**About this task**
Search the listing below for "that". Copy each matching line.

**Data records**
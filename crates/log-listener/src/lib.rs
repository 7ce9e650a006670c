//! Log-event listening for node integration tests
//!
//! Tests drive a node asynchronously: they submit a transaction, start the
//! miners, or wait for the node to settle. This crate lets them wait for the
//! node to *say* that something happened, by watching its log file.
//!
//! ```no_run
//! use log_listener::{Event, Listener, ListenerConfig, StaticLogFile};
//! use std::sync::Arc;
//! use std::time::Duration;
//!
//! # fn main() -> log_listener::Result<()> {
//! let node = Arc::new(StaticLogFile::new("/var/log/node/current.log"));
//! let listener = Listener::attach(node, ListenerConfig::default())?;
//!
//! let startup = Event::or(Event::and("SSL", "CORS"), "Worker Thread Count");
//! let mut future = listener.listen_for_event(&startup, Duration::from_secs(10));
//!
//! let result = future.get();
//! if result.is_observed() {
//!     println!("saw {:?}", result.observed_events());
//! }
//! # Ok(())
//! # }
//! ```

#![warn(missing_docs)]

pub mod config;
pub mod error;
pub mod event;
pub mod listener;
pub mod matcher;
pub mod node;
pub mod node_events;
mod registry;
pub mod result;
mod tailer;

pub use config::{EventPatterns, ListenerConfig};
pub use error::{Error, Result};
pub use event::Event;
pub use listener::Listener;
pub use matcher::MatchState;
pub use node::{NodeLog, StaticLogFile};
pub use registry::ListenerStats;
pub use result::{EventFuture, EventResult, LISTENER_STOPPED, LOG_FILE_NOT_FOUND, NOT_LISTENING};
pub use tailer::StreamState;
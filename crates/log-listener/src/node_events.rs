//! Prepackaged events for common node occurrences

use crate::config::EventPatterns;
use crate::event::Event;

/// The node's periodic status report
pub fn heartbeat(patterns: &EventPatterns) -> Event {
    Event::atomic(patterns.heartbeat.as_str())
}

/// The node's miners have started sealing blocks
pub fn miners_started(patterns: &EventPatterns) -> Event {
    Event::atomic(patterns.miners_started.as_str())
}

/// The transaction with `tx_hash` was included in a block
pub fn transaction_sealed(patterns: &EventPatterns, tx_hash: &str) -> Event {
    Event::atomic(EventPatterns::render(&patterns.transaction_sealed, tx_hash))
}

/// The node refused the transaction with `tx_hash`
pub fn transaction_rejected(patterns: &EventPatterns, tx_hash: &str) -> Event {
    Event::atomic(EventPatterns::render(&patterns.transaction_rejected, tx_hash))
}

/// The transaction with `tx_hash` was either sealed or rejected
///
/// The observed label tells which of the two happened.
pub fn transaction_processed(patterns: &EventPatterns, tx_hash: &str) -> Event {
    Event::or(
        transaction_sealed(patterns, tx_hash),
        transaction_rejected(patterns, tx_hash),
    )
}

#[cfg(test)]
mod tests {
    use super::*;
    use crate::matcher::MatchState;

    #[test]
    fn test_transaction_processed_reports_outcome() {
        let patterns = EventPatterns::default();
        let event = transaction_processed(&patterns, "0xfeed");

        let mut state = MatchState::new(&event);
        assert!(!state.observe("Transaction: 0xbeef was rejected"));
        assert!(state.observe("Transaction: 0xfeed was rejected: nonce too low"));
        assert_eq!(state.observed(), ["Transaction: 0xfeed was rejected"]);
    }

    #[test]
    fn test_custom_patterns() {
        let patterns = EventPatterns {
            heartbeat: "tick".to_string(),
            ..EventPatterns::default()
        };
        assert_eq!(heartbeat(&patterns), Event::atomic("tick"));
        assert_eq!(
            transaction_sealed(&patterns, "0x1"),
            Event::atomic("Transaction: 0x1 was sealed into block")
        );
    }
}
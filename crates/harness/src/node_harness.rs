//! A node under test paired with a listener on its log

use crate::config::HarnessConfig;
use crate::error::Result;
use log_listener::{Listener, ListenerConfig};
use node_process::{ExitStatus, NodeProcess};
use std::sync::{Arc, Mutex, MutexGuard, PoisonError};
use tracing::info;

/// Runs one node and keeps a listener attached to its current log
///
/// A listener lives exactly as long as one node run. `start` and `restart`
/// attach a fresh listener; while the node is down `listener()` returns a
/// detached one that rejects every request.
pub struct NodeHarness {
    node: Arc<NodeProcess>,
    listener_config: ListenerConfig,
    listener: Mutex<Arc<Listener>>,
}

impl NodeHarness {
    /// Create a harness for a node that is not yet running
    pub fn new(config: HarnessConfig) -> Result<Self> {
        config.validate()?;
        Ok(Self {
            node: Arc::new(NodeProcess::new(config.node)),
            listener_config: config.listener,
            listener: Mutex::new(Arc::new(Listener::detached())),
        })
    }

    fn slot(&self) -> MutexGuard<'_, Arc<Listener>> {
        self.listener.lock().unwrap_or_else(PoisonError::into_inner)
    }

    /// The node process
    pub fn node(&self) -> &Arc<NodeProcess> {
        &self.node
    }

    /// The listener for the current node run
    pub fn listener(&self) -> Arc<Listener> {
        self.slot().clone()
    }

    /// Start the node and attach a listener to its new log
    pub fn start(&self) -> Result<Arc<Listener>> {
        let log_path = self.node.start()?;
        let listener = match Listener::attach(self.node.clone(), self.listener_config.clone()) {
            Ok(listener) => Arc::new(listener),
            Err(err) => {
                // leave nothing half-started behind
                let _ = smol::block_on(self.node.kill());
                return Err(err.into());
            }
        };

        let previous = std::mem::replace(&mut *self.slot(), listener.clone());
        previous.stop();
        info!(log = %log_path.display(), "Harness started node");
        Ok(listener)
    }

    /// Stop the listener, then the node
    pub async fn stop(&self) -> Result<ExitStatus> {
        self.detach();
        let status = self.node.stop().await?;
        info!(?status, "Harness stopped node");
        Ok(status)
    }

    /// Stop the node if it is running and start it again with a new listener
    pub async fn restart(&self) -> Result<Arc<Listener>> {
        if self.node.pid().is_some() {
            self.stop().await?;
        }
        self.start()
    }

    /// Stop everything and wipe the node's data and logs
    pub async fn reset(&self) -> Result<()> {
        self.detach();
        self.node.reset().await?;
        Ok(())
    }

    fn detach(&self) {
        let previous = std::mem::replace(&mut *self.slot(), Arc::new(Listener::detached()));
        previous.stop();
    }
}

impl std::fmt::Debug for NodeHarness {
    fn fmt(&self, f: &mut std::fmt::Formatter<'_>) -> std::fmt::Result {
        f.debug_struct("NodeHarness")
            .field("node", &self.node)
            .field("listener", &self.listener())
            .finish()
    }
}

**Answer for the task**
//! node to *say* that something happened, by watching its log file.
/// detached one that rejects every request.
    /// Create a harness for a node that is not yet running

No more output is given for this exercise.